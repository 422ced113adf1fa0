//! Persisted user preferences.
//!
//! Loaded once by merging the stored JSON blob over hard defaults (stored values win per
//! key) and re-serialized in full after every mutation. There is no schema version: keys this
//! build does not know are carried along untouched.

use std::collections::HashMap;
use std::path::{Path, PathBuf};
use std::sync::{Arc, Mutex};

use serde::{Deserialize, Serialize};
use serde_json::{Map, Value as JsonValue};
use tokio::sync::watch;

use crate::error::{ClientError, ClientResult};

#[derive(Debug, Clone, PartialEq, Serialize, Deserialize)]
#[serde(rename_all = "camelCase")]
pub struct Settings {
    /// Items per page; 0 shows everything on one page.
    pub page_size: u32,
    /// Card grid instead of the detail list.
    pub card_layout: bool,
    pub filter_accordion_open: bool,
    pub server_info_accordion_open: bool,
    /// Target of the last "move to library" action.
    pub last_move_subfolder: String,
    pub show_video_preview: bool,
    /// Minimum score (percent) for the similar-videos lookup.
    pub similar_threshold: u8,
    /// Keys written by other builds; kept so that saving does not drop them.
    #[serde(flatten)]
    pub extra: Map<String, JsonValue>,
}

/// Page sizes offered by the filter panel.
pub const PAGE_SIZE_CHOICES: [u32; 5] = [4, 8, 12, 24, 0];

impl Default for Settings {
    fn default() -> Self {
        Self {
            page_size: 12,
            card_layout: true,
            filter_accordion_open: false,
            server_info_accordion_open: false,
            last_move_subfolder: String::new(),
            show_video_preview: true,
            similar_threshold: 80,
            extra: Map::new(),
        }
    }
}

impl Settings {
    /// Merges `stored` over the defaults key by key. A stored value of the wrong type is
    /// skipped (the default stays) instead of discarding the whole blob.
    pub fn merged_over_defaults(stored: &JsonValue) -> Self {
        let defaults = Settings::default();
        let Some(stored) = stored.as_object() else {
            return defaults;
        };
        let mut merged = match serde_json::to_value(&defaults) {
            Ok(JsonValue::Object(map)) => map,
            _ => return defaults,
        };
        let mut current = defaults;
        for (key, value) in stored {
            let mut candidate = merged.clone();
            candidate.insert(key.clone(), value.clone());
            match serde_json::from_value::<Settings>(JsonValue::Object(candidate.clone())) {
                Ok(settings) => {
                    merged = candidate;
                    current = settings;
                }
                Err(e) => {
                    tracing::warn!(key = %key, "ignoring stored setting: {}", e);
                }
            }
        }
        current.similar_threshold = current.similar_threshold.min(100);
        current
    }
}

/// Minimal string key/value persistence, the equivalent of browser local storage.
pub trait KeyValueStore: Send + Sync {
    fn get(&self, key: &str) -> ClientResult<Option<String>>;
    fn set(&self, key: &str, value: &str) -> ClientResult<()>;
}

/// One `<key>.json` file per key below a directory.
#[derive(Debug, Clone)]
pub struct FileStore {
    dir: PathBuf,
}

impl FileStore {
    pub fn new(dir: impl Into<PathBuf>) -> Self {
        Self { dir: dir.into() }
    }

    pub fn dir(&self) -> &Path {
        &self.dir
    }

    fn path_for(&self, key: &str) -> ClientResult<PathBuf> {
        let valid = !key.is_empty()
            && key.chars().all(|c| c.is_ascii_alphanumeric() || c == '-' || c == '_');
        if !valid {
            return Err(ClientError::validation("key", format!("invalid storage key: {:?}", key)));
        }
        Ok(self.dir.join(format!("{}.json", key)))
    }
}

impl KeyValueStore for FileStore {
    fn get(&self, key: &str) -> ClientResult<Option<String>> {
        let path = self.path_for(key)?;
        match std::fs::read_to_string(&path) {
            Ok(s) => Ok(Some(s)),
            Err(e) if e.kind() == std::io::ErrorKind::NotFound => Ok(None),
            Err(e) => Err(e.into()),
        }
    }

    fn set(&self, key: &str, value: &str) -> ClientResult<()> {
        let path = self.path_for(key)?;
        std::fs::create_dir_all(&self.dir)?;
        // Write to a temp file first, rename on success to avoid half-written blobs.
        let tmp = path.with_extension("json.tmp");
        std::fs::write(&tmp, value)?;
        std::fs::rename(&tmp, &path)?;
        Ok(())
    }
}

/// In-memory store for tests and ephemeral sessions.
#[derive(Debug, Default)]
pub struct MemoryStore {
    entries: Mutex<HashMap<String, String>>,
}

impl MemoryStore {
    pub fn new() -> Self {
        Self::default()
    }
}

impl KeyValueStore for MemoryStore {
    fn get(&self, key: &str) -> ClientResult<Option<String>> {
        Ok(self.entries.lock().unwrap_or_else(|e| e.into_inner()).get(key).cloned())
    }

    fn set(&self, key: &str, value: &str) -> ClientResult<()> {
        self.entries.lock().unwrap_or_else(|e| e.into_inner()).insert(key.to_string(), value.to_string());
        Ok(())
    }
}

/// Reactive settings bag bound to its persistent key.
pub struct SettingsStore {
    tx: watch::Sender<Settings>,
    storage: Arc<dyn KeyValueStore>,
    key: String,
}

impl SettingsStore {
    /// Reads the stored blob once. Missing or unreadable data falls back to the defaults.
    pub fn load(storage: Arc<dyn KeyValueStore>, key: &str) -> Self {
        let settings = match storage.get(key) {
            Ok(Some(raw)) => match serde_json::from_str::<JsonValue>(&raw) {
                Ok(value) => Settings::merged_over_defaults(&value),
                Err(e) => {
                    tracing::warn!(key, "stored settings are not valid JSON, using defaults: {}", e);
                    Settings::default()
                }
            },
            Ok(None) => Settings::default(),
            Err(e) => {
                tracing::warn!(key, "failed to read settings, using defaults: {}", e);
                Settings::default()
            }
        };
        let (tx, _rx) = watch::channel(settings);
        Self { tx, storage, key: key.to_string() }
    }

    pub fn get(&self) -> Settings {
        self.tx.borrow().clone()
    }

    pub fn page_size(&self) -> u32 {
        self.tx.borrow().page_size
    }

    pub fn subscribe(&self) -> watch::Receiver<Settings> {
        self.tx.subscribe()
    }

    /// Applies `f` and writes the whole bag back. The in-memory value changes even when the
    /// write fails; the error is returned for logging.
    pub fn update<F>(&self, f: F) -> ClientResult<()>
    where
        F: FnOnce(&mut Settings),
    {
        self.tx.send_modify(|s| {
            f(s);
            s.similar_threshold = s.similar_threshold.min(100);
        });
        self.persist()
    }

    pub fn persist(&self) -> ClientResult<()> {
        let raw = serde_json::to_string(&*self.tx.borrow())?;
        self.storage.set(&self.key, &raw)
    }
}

* * *

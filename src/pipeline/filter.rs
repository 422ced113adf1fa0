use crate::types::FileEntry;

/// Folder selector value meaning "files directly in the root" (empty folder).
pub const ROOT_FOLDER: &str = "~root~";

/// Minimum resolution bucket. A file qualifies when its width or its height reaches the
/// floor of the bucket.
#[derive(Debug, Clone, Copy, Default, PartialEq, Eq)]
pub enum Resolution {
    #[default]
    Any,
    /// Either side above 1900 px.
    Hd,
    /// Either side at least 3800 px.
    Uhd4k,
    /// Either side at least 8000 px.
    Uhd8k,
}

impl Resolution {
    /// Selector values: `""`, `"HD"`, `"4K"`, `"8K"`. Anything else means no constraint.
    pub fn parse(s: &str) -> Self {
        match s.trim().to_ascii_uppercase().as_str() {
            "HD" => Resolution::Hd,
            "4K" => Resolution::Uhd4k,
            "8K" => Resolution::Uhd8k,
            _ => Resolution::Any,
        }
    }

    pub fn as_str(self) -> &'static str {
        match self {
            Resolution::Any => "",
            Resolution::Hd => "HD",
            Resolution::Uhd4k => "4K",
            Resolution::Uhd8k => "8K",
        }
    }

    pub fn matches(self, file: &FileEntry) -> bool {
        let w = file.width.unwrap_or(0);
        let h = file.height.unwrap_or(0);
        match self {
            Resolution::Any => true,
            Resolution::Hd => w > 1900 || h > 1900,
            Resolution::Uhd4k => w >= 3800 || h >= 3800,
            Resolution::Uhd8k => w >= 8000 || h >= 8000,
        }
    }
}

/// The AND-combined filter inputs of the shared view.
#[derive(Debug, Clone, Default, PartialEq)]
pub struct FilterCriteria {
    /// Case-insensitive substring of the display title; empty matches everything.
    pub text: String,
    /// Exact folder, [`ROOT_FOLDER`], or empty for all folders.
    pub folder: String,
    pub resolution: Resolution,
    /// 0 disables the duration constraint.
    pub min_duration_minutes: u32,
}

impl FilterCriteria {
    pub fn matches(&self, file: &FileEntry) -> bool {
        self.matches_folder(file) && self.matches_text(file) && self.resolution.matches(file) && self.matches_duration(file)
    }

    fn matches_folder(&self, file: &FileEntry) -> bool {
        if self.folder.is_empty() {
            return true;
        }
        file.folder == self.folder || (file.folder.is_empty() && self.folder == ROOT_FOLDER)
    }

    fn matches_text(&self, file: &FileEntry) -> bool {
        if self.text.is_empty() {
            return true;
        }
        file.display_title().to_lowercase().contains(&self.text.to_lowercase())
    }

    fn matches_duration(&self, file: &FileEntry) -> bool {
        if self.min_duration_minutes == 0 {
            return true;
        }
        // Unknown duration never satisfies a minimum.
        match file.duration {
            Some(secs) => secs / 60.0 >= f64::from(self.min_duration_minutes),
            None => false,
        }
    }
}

* * *

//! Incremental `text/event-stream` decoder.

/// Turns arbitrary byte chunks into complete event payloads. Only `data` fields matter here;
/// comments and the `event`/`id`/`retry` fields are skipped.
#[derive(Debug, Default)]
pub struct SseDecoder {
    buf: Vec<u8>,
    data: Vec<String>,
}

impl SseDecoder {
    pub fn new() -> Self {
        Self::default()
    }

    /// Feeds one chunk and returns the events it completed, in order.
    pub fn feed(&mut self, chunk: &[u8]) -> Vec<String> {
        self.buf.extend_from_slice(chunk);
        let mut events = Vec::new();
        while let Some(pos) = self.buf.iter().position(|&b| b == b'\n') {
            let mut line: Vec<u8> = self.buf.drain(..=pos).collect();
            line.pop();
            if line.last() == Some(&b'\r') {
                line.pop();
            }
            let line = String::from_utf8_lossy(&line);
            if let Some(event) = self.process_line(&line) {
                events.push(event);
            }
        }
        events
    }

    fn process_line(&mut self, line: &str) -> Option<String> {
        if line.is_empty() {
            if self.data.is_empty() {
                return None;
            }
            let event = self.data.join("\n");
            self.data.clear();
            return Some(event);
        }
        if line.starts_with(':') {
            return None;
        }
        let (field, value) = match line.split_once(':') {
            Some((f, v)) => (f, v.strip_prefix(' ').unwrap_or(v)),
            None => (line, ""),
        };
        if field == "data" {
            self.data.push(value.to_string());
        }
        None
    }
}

* * *

**ASSIGNED TASK**
Determine how many of the lines above hold the word "using", and output that number by itself.

**SOLUTION**
2